Anatomic and Metabolic Alterations by Surgery and Chemoradiation
Surgery and chemoradiation may alter the physiologic FDG-avid structures in the head and neck. Identifying the surgical and chemoradiation changes in a scan will help prevent missing malignancy or misinterpreting a remaining physiologic structure as malignant.
Neck dissections are a common surgical procedure in patients with SCCs of the head and neck. In addition to nodes, neck dissections may or may not include resection of additional structures, including the submandibular gland, sternocleidomastoid muscle, accessory nerve (cranial nerve XI), and/or internal jugular vein. Having an unpaired submandibular gland, due to resection of one in a neck dissection, could easily be mistaken for an FDG-avid node ( Fig. 7.5 ). Resection of a sternocleidomastoid muscle could lead to confusion in the contour of the neck ( Fig. 7.6 ) or if the remaining sternocleidomastoid muscle is FDG avid. The accessory nerve cannot be seen on CT; however, the effects of accessory nerve resection may still be identified. The accessory nerve innervates the trapezius and the sternocleidomastoid muscles. Atrophy of these muscles often helps identify an accessory nerve resection ( Fig. 7.7 ).

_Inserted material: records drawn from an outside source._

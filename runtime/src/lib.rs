//! # Gala Runtime
//!
//! The Store runtime that hosts one contract instance.
//!
//! ## Core Components
//!
//! - **Store**: owns the contract state and serializes every invocation behind a write lock
//! - **Effect Executor**: runs effect descriptions and feeds callback actions back in
//! - **`EffectHandle`**: lets callers wait until the effects of one invocation are done
//!
//! The write lock gives the run-to-completion guarantee a blockchain host
//! provides: one invocation at a time per instance, no interleaving inside a
//! call, while effects (transfers, deployments) complete independently and
//! re-enter only as new invocations.
//!
//! ## Example
//!
//! ```ignore
//! use gala_runtime::Store;
//!
//! let store = Store::new(EventState::default(), EventReducer::new(), environment);
//!
//! // Invoke a change method
//! store.send(EventAction::Invoke { context, call }).await?;
//!
//! // Read state
//! let initialized = store.state(|s| s.is_initialized()).await;
//! ```

use gala_core::{effect::Effect, reducer::Reducer};
use std::sync::Arc;
use std::sync::atomic::{AtomicBool, AtomicUsize, Ordering};
use std::time::Duration;
use tokio::sync::{RwLock, watch};

/// Error types for the Store runtime
pub mod error {
    use thiserror::Error;

    /// Errors that can occur during Store operations
    #[derive(Error, Debug)]
    pub enum StoreError {
        /// Store is shutting down and not accepting new actions
        ///
        /// This error is returned when `send()` is called after shutdown initiated.
        #[error("Store is shutting down")]
        ShutdownInProgress,

        /// Shutdown timed out waiting for effects to complete
        #[error("Shutdown timed out with {0} effects still running")]
        ShutdownTimeout(usize),
    }
}

pub use error::StoreError;

/// Handle for tracking effect completion
///
/// Returned by [`Store::send()`] to allow waiting for the effects of one
/// action to complete. Only direct effects are tracked: a callback action fed
/// back by a `Future` effect finishes reducing before the effect counts as done,
/// but effects started by that callback are tracked by their own handle.
///
/// # Example
///
/// ```ignore
/// let mut handle = store.send(action).await?;
/// handle.wait().await;
/// // the deployment callback has been reduced
/// ```
#[derive(Clone)]
pub struct EffectHandle {
    effects: Arc<AtomicUsize>,
    completion: watch::Receiver<()>,
}

impl EffectHandle {
    /// Create a new effect handle and the tracking used to execute effects
    fn new() -> (Self, EffectTracking) {
        let counter = Arc::new(AtomicUsize::new(0));
        let (tx, rx) = watch::channel(());

        let handle = Self {
            effects: Arc::clone(&counter),
            completion: rx,
        };

        let tracking = EffectTracking {
            counter,
            notifier: tx,
        };

        (handle, tracking)
    }

    /// Number of effects still running
    #[must_use]
    pub fn pending(&self) -> usize {
        self.effects.load(Ordering::SeqCst)
    }

    /// Wait for all effects to complete
    pub async fn wait(&mut self) {
        while self.effects.load(Ordering::SeqCst) > 0 {
            if self.completion.changed().await.is_err() {
                // All trackers dropped: nothing can still be running
                break;
            }
        }
    }
}

impl std::fmt::Debug for EffectHandle {
    fn fmt(&self, f: &mut std::fmt::Formatter<'_>) -> std::fmt::Result {
        f.debug_struct("EffectHandle")
            .field("pending_effects", &self.effects.load(Ordering::SeqCst))
            .finish_non_exhaustive()
    }
}

/// Internal: counts running effects and signals when none are left
///
/// One per [`EffectHandle`], plus one per store covering every handle.
#[derive(Clone)]
struct EffectTracking {
    counter: Arc<AtomicUsize>,
    notifier: watch::Sender<()>,
}

impl EffectTracking {
    fn idle() -> Self {
        let (notifier, _) = watch::channel(());
        Self {
            counter: Arc::new(AtomicUsize::new(0)),
            notifier,
        }
    }

    fn pending(&self) -> usize {
        self.counter.load(Ordering::SeqCst)
    }

    /// Resolve once the counter reaches zero
    async fn drained(&self) {
        let mut idle = self.notifier.subscribe();
        while self.pending() > 0 {
            if idle.changed().await.is_err() {
                break;
            }
        }
    }

    /// Increment the effect counter (effect started)
    fn increment(&self) {
        self.counter.fetch_add(1, Ordering::SeqCst);
    }

    /// Decrement the effect counter (effect completed)
    fn decrement(&self) {
        if self.counter.fetch_sub(1, Ordering::SeqCst) == 1 {
            // Counter reached zero, notify waiters
            self.notifier.send_replace(());
        }
    }
}

/// Internal: RAII guard that decrements effect counter on drop
///
/// Ensures the effect counter is always decremented, even if the effect panics.
struct DecrementGuard(EffectTracking);

impl Drop for DecrementGuard {
    fn drop(&mut self) {
        self.0.decrement();
    }
}

/// Store module - the runtime for one contract instance
pub mod store {
    use super::{
        Arc, AtomicBool, DecrementGuard, Duration, Effect, EffectHandle, EffectTracking, Ordering,
        Reducer, RwLock, StoreError,
    };

    /// The Store - runtime coordinator for a reducer
    ///
    /// The Store manages:
    /// 1. State (behind `RwLock`; the write lock serializes invocations)
    /// 2. Reducer (contract logic)
    /// 3. Environment (injected platform dependencies)
    /// 4. Effect execution (with callback feedback)
    ///
    /// # Type Parameters
    ///
    /// - `S`: State type
    /// - `A`: Action type
    /// - `E`: Environment type
    /// - `R`: Reducer implementation
    pub struct Store<S, A, E, R>
    where
        R: Reducer<State = S, Action = A, Environment = E>,
    {
        state: Arc<RwLock<S>>,
        reducer: R,
        environment: E,
        shutdown: Arc<AtomicBool>,
        in_flight: EffectTracking,
    }

    impl<S, A, E, R> Store<S, A, E, R>
    where
        R: Reducer<State = S, Action = A, Environment = E> + Send + Sync + 'static,
        A: Send + 'static,
        S: Send + Sync + 'static,
        E: Send + Sync + 'static,
    {
        /// Create a new store with initial state, reducer, and environment
        #[must_use]
        pub fn new(initial_state: S, reducer: R, environment: E) -> Self {
            Self {
                state: Arc::new(RwLock::new(initial_state)),
                reducer,
                environment,
                shutdown: Arc::new(AtomicBool::new(false)),
                in_flight: EffectTracking::idle(),
            }
        }

        /// Stop accepting actions and wait for running effects
        ///
        /// Actions sent afterwards, including callbacks fed back by effects
        /// that are still running, fail with [`StoreError::ShutdownInProgress`].
        ///
        /// # Errors
        ///
        /// Returns [`StoreError::ShutdownTimeout`] if effects are still running
        /// when `timeout` elapses.
        pub async fn shutdown(&self, timeout: Duration) -> Result<(), StoreError> {
            self.shutdown.store(true, Ordering::Release);
            tracing::info!(pending = self.in_flight.pending(), "Store shutting down");

            if tokio::time::timeout(timeout, self.in_flight.drained()).await.is_ok() {
                tracing::info!("Store drained");
                return Ok(());
            }

            let pending = self.in_flight.pending();
            tracing::error!(pending, "Store shutdown timed out");
            metrics::counter!("store.shutdown.timeout").increment(1);
            Err(StoreError::ShutdownTimeout(pending))
        }

        /// Send an action to the store
        ///
        /// 1. Acquires write lock on state
        /// 2. Calls reducer with (state, action, environment)
        /// 3. Starts the returned effects
        ///
        /// `send()` returns after starting effect execution, not completion.
        ///
        /// # Errors
        ///
        /// Returns [`StoreError::ShutdownInProgress`] if the store is shutting down.
        #[tracing::instrument(skip(self, action), name = "store_send")]
        pub async fn send(&self, action: A) -> Result<EffectHandle, StoreError>
        where
            R: Clone,
            E: Clone,
        {
            self.send_and_inspect(action, |_| ())
                .await
                .map(|(handle, ())| handle)
        }

        /// Send an action and read the resulting state under the same lock
        ///
        /// The inspection runs after the reducer and before any other action
        /// can be reduced, so it observes exactly the outcome of `action` even
        /// when callbacks are racing in from earlier effects.
        ///
        /// # Errors
        ///
        /// Returns [`StoreError::ShutdownInProgress`] if the store is shutting down.
        pub async fn send_and_inspect<F, T>(
            &self,
            action: A,
            inspect: F,
        ) -> Result<(EffectHandle, T), StoreError>
        where
            R: Clone,
            E: Clone,
            F: FnOnce(&S) -> T,
        {
            if self.shutdown.load(Ordering::Acquire) {
                tracing::warn!("Rejected action: store is shutting down");
                metrics::counter!("store.shutdown.rejected_actions").increment(1);
                return Err(StoreError::ShutdownInProgress);
            }

            metrics::counter!("store.commands.total").increment(1);

            let (handle, tracking) = EffectHandle::new();

            let (effects, observed) = {
                let mut state = self.state.write().await;
                tracing::trace!("Acquired write lock on state");

                let span = tracing::debug_span!("reducer_execution");
                let _enter = span.enter();

                let start = std::time::Instant::now();
                let effects = self.reducer.reduce(&mut *state, action, &self.environment);
                metrics::histogram!("store.reducer.duration_seconds")
                    .record(start.elapsed().as_secs_f64());

                tracing::trace!("Reducer completed, returned {} effects", effects.len());

                (effects, inspect(&*state))
            };

            for effect in effects {
                self.execute_effect_internal(effect, tracking.clone());
            }

            Ok((handle, observed))
        }

        /// Read current state via a closure
        ///
        /// ```ignore
        /// let sold = store.state(|s| s.tickets_sold()).await;
        /// ```
        pub async fn state<F, T>(&self, f: F) -> T
        where
            F: FnOnce(&S) -> T,
        {
            let state = self.state.read().await;
            f(&*state)
        }

        /// Execute an effect with tracking
        ///
        /// - `None`: No-op
        /// - `Future`: Spawned; a returned action is sent back to the store
        /// - `Sequential`: Effects run in order, each awaited before the next
        ///
        /// Reducer panics propagate. Effect panics are contained in their task;
        /// [`DecrementGuard`] keeps the counters honest either way.
        #[allow(clippy::needless_pass_by_value)] // tracking is cloned per child effect
        fn execute_effect_internal(&self, effect: Effect<A>, tracking: EffectTracking)
        where
            R: Clone,
            E: Clone,
        {
            match effect {
                Effect::None => {
                    tracing::trace!("Executing Effect::None (no-op)");
                    metrics::counter!("store.effects.executed", "type" => "none").increment(1);
                },
                Effect::Future(fut) => {
                    tracing::trace!("Executing Effect::Future");
                    metrics::counter!("store.effects.executed", "type" => "future").increment(1);
                    let guards = self.track(tracking);
                    let store = self.clone();

                    tokio::spawn(async move {
                        let _guards = guards;

                        if let Some(action) = fut.await {
                            tracing::trace!("Effect::Future produced an action, sending to store");
                            if let Err(error) = store.send(action).await {
                                tracing::warn!(%error, "Dropped feedback action");
                            }
                        } else {
                            tracing::trace!("Effect::Future completed with no action");
                        }
                    });
                },
                Effect::Sequential(effects) => {
                    let effect_count = effects.len();
                    tracing::trace!("Executing Effect::Sequential with {} effects", effect_count);
                    metrics::counter!("store.effects.executed", "type" => "sequential").increment(1);

                    let guards = self.track(tracking);
                    let store = self.clone();

                    tokio::spawn(async move {
                        let _guards = guards;

                        for (idx, effect) in effects.into_iter().enumerate() {
                            tracing::trace!(
                                "Executing sequential effect {} of {}",
                                idx + 1,
                                effect_count
                            );

                            let step = EffectTracking::idle();
                            store.execute_effect_internal(effect, step.clone());
                            step.drained().await;
                        }
                        tracing::trace!("Effect::Sequential completed");
                    });
                },
            }
        }
    }

    impl<S, A, E, R> Store<S, A, E, R>
    where
        R: Reducer<State = S, Action = A, Environment = E>,
    {
        /// Count one more running effect on `tracking` and on the store
        fn track(&self, tracking: EffectTracking) -> (DecrementGuard, DecrementGuard) {
            tracking.increment();
            self.in_flight.increment();
            (DecrementGuard(tracking), DecrementGuard(self.in_flight.clone()))
        }
    }

    impl<S, A, E, R> Clone for Store<S, A, E, R>
    where
        R: Reducer<State = S, Action = A, Environment = E> + Clone,
        E: Clone,
    {
        fn clone(&self) -> Self {
            Self {
                state: Arc::clone(&self.state),
                reducer: self.reducer.clone(),
                environment: self.environment.clone(),
                shutdown: Arc::clone(&self.shutdown),
                in_flight: self.in_flight.clone(),
            }
        }
    }
}

// Re-export for convenience
pub use store::Store;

In addition to neck dissections, surgical resection of a primary malignancy may alter the appearance of normally FDG-avid structures in the head and neck ( Fig. 7.8 ). Resection of a salivary gland or tonsil may leave an unpaired FDG-avid structure that could be mistaken for a nodal metastasis. Following resection of a head and neck malignancy, the area may be reconstructed. Reconstructions with myocutaneous flaps may contain fatty elements, as well as muscle. The muscular component of flaps may have FDG avidity, which must be recognized as benign ( Fig. 7.9 ).
Chemotherapy and other systemic therapies may have side effects that may be FDG avid. One notable example is bisphosphonate therapy. Bisphosphonates help prevent bone resorption and may be used in patients with osseous metastases. Osteonecrosis of the mandible is a well-recognized side effect of bisphosphonate therapy ( Fig. 7.10 ). Radiotherapy may cause FDG-avid postradiation inflammation or may alternatively injure structures and decrease physiology FDG avidity. Salivary glands or lymphoid tissue in a radiation port may demonstrate reduced FDG avidity, and this may cause asymmetry in pair structures. Radiation may injure nerves, and this may lead to asymmetric FDG avidity in muscular structures. A known example is radiation injury to the hypoglossal nerve causing unilateral tongue FDG avidity ( Fig. 7.11 ).